New research from The Fawcett Society tells of a persistent culture of pay secrecy in UK workplaces allowing pay discrimination to thrive, with six out of ten (61%) workers saying they would be uncomfortable asking a colleague how much they earn. 60% of workers are unaware that they have a legal right to have conversations with colleagues about pay if they think they are being discriminated against because of their gender, and 30% of workers surveyed believe their contracts ban people from talking to each other about pay, despite this being legally unenforceable.


What is the Equal Pay Advice Service?

The Fawcett Society have teamed up with employment law charity YESS Law and former BBC China Editor Carrie Gracie to launch a new Equal Pay Advice Service, funded by an Equal Pay Fund.

Carrie Gracie resigned from her post earlier this year following a lengthy dispute over equal pay after learning that two male international editors earned ‘at least 50% more’ than their two female counterparts. In June, the BBC apologized for underpaying her and issued back pay of £361k, which Gracie has donated in full to The Fawcett Society, kickstarting the Equal Pay Fund and proving that she’s a brilliant, badass feminist who places the interests of other women above her own.

Gracie said: “The fight for equal pay often pits a lone woman against a very powerful employer. Without the support of other BBC Women and without great legal advice, I would have struggled to get through my own equal pay ordeal. Many women in other workplaces have since told me about their feelings of loneliness and helplessness in confronting pay discrimination.
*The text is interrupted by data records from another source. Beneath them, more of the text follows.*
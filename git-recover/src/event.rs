//! Event bus for git-recover.
//!
//! Terminal input, timer ticks, and git worker results are normalised into a
//! single `AppEvent` enum and sent over a tokio unbounded MPSC channel. The main
//! loop receives from this channel and applies events to the session one at a
//! time, so no handler ever overlaps another.
//!
//! Two independent intervals drive the render and logic cycles:
//! - **Render interval** (33 ms ≈ 30 FPS) triggers a `terminal.draw()` call.
//! - **Tick interval** (250 ms = 4 Hz) advances the recovery spinner.

use crossterm::event::{Event, EventStream, KeyEvent, KeyEventKind};
use futures::{FutureExt, StreamExt};
use std::time::Duration;
use tokio::sync::mpsc;
use tokio::time::interval;

use crate::git::types::GitResult;

/// All events the application can receive from any source.
#[derive(Debug)]
pub enum AppEvent {
    /// A key press from the terminal (`KeyEventKind::Press` only).
    ///
    /// Release and repeat events are filtered in [`spawn_event_task`] to avoid
    /// double-firing on Windows, which synthesises both press and release for
    /// every keystroke.
    Key(KeyEvent),
    /// Terminal was resized to (columns, rows).
    Resize(u16, u16),
    /// Logic tick (4 Hz / 250 ms).
    Tick,
    /// Render tick, triggers a `terminal.draw()` call (≈30 FPS / 33 ms).
    Render,
    /// Result from a git worker thread.
    GitResult(Box<GitResult>),
}

/// Holds the sender and receiver ends of the unified event channel.
///
/// The sender (`tx`) is cloned and distributed to the event task and the git
/// workers; the receiver (`rx`) is owned by the main event loop.
pub struct EventHandler {
    pub tx: mpsc::UnboundedSender<AppEvent>,
    pub rx: mpsc::UnboundedReceiver<AppEvent>,
}

impl EventHandler {
    pub fn new() -> Self {
        let (tx, rx) = mpsc::unbounded_channel();
        Self { tx, rx }
    }
}

impl Default for EventHandler {
    fn default() -> Self {
        Self::new()
    }
}

/// Spawns the background tokio task that feeds terminal input and timer ticks
/// into the event channel.
///
/// - `reader.next().fuse()` keeps `tokio::select!` from polling a completed
///   future if the crossterm stream terminates.
/// - The task exits once the receiver is gone (a send fails).
pub fn spawn_event_task(tx: mpsc::UnboundedSender<AppEvent>) {
    tokio::spawn(async move {
        let mut tick_interval = interval(Duration::from_millis(250));
        let mut render_interval = interval(Duration::from_millis(33));
        let mut reader = EventStream::new();

        loop {
            let tick_tick = tick_interval.tick();
            let render_tick = render_interval.tick();
            let crossterm_event = reader.next().fuse();

            let sent = tokio::select! {
                _ = tick_tick => tx.send(AppEvent::Tick),
                _ = render_tick => tx.send(AppEvent::Render),
                maybe_event = crossterm_event => match maybe_event {
                    Some(Ok(Event::Key(key))) if key.kind == KeyEventKind::Press => {
                        tx.send(AppEvent::Key(key))
                    }
                    Some(Ok(Event::Resize(w, h))) => tx.send(AppEvent::Resize(w, h)),
                    Some(Ok(_)) => Ok(()),
                    Some(Err(_)) | None => break,
                },
            };
            if sent.is_err() {
                break;
            }
        }
    });
}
I feel particularly concerned about low paid women who may not be able to afford legal advice, and I hope support from our new Equal Pay Advice Service will help give them the confidence to pursue their rights.”

The service will be targeted at those on low incomes without access to legal advice, enabling them to resolve the situation with their employer. 
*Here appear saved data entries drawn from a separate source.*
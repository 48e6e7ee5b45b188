//! Session state for git-recover.
//!
//! `SessionState` is owned by the event loop and mutated only there: by the key
//! dispatcher (`ui::keybindings`) and by `apply_git_result` when a worker reports
//! back. Blocking work is never done here; it is requested by sending a
//! `GitRequest` to the worker pool. No rendering lives here either: `ui::render`
//! reads the state by shared reference.

use crossbeam_channel::Sender;
use git_recover_core::{CommitRecord, RecoveryError};
use ratatui::text::Line;
use tracing::{debug, info, warn};

use crate::git::types::{GitRequest, GitResult};
use crate::input::{TextInput, BRANCH_NAME_LIMIT};

/// Prefix of the branch name suggested when recovery starts.
pub const DEFAULT_BRANCH_PREFIX: &str = "recovered-";

/// Message shown once the branch has been created.
pub const SUCCESS_MESSAGE: &str = "Branch recovered successfully!";

/// Where the session is in the browse → name → recover workflow.
///
/// Phase-specific data lives inside the variant, so e.g. the name buffer only
/// exists while naming.
#[derive(Debug, Clone, PartialEq, Eq)]
pub enum Phase {
    /// Moving through the commit list. Initial phase.
    Browsing,
    /// Editing the name of the branch to create at the selected commit.
    NamingBranch { input: TextInput },
    /// `CreateBranch` has been sent; waiting for the worker. Input is ignored.
    Recovering { branch: String },
    /// Terminal: the branch exists.
    Succeeded { message: String, branch: String },
    /// Terminal: branch creation failed.
    Failed { error: RecoveryError },
}

/// Last known terminal size in cells.
#[derive(Debug, Clone, Copy, PartialEq, Eq)]
pub struct Viewport {
    pub width: u16,
    pub height: u16,
}

/// What the preview pane shows for one commit.
#[derive(Debug, Clone, PartialEq)]
pub enum PreviewContent {
    Lines(Vec<Line<'static>>),
    /// The preview could not be loaded; shown inline instead of the diff.
    Unavailable(String),
}

#[derive(Debug, Clone, PartialEq)]
pub struct Preview {
    pub hash: String,
    pub content: PreviewContent,
}

/// All mutable session state passed through every render cycle.
pub struct SessionState {
    /// Merged commits, never empty, order fixed for the session.
    commits: Vec<CommitRecord>,
    /// Index of the selected commit, always `< commits.len()`.
    cursor: usize,
    pub phase: Phase,

    /// Preview currently on screen. Kept while a newer one loads.
    pub preview: Option<Preview>,
    /// Vertical scroll offset of the preview pane.
    pub preview_scroll: u16,
    /// Id of the most recently issued preview request, until its result arrives.
    pending_preview: Option<u64>,
    next_preview_id: u64,

    pub viewport: Option<Viewport>,
    /// Advanced on every logic tick; drives the `Recovering` spinner.
    pub tick: usize,

    git_tx: Sender<GitRequest>,
}

impl SessionState {
    /// Builds the session and requests the preview of the first commit.
    ///
    /// Returns `None` for an empty list: there is nothing to browse, and no
    /// request of any kind is sent.
    pub fn new(commits: Vec<CommitRecord>, git_tx: Sender<GitRequest>) -> Option<Self> {
        if commits.is_empty() {
            return None;
        }
        let mut state = Self {
            commits,
            cursor: 0,
            phase: Phase::Browsing,
            preview: None,
            preview_scroll: 0,
            pending_preview: None,
            next_preview_id: 0,
            viewport: None,
            tick: 0,
            git_tx,
        };
        state.request_preview();
        Some(state)
    }

    pub fn commits(&self) -> &[CommitRecord] {
        &self.commits
    }

    pub fn cursor(&self) -> usize {
        self.cursor
    }

    pub fn selected(&self) -> &CommitRecord {
        &self.commits[self.cursor]
    }

    /// True while a preview request for the current selection is outstanding.
    pub fn preview_loading(&self) -> bool {
        self.pending_preview.is_some()
    }

    /// Moves the cursor up one row, clamped at the top. Requests a preview if it moved.
    pub fn move_up(&mut self) {
        if self.phase != Phase::Browsing || self.cursor == 0 {
            return;
        }
        self.cursor -= 1;
        self.request_preview();
    }

    /// Moves the cursor down one row, clamped at the bottom. Requests a preview if it moved.
    pub fn move_down(&mut self) {
        if self.phase != Phase::Browsing || self.cursor + 1 >= self.commits.len() {
            return;
        }
        self.cursor += 1;
        self.request_preview();
    }

    /// Scrolls the preview pane by half the viewport height, stopping at its last line.
    pub fn scroll_preview_down(&mut self) {
        self.preview_scroll = self
            .preview_scroll
            .saturating_add(self.half_page())
            .min(self.max_preview_scroll());
    }

    pub fn scroll_preview_up(&mut self) {
        self.preview_scroll = self.preview_scroll.saturating_sub(self.half_page());
    }

    fn max_preview_scroll(&self) -> u16 {
        match self.preview.as_ref().map(|p| &p.content) {
            Some(PreviewContent::Lines(lines)) => {
                u16::try_from(lines.len().saturating_sub(1)).unwrap_or(u16::MAX)
            }
            _ => 0,
        }
    }

    /// Whether a termination signal should end the session now.
    ///
    /// A branch creation in flight always runs to completion, so the signal is
    /// held until its result has been applied.
    pub fn should_exit_on_signal(&self, signalled: bool) -> bool {
        signalled && !matches!(self.phase, Phase::Recovering { .. })
    }

    fn half_page(&self) -> u16 {
        self.viewport.map(|v| v.height / 2).unwrap_or(0).max(1)
    }

    /// `Browsing` → `NamingBranch` with `recovered-<short hash>` in the buffer.
    pub fn begin_naming(&mut self) {
        if self.phase != Phase::Browsing {
            return;
        }
        let default_name = format!("{DEFAULT_BRANCH_PREFIX}{}", self.selected().short_hash());
        self.phase = Phase::NamingBranch {
            input: TextInput::with_value(&default_name, BRANCH_NAME_LIMIT),
        };
    }

    /// `NamingBranch` → `Browsing`, discarding the buffer.
    pub fn cancel_naming(&mut self) {
        if matches!(self.phase, Phase::NamingBranch { .. }) {
            self.phase = Phase::Browsing;
        }
    }

    /// The name buffer, while naming.
    pub fn name_input_mut(&mut self) -> Option<&mut TextInput> {
        match &mut self.phase {
            Phase::NamingBranch { input } => Some(input),
            _ => None,
        }
    }

    /// `NamingBranch` → `Recovering`, sending exactly one `CreateBranch` request.
    pub fn confirm_branch(&mut self) {
        let Phase::NamingBranch { input } = &self.phase else {
            return;
        };
        let branch = input.value().to_owned();
        let hash = self.selected().hash.clone();
        info!(%branch, %hash, "recovering commit");

        let request = GitRequest::CreateBranch { hash, name: branch.clone() };
        match self.git_tx.send(request) {
            Ok(()) => self.phase = Phase::Recovering { branch },
            Err(_) => {
                self.phase = Phase::Failed {
                    error: RecoveryError::BranchCreationFailed {
                        reason: "git worker is not running".to_owned(),
                    },
                }
            }
        }
    }

    /// Applies a worker result. Stale previews are dropped here.
    pub fn apply_git_result(&mut self, result: GitResult) {
        match result {
            GitResult::Preview { id, hash, lines } => {
                if self.pending_preview != Some(id) {
                    debug!(id, %hash, "discarding stale preview");
                    return;
                }
                self.pending_preview = None;
                self.preview_scroll = 0;
                let content = match lines {
                    Ok(lines) => PreviewContent::Lines(lines),
                    Err(reason) => {
                        warn!(%hash, %reason, "preview failed");
                        PreviewContent::Unavailable(reason)
                    }
                };
                self.preview = Some(Preview { hash, content });
            }
            GitResult::BranchCreated { name, result } => {
                let Phase::Recovering { branch } = &self.phase else {
                    warn!(%name, "branch result outside of recovery, ignoring");
                    return;
                };
                self.phase = match result {
                    Ok(()) => Phase::Succeeded {
                        message: SUCCESS_MESSAGE.to_owned(),
                        branch: branch.clone(),
                    },
                    Err(error) => Phase::Failed { error },
                };
            }
        }
    }

    fn request_preview(&mut self) {
        self.next_preview_id += 1;
        let id = self.next_preview_id;
        let hash = self.selected().hash.clone();
        if self.git_tx.send(GitRequest::LoadPreview { id, hash }).is_ok() {
            self.pending_preview = Some(id);
        }
    }
}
How can we campaign for equal pay?

The Women’s Equality Party lay out their policies on Equal Pay on their website, showing just how complex the problem is culturally and how much is still to be done. They say that the fight begins in education; we must work to ensure that schools are promoting role models that challenge gender stereotypes and offer gender-neutral careers guidance. We must also push for incentives that make childcare more affordable and put pressure on the government to introduce shared parental leave with equal maternity and paternity allowance. We must also drastically change workplace cultures that do not equally value the work of women over 50.

In April, a cross party group of MP’s led by Labour MP for Walthamstow Stella Creasy launched the #PayMeToo campaign, urging women to hold their employers to account, equipping them with the information they need to take action (incidentally, Creasy’s article here for The Guardian details some shocking real life examples of companies in the UK who aren’t paying equally… COUGH - Ryanair). Head to their site to take the #paymetoo survey – all submissions remain anonymous and sharing your experience will inform MP’s debates in parliament.

Finally, Sam Smethers, Fawcett Society Chief Executive, suggests that we should talk, share and donate: “This Equal Pay Day we are asking you to talk about pay at work, share news about the Fund with #GetEqual on #EqualPayDay and donate to support via our GoFundMe page (gofundme.com/equalpaynow). With your help, we can ensure many more women have access to justice and get equal pay.”

And what woman in her right mind doesn’t want that?!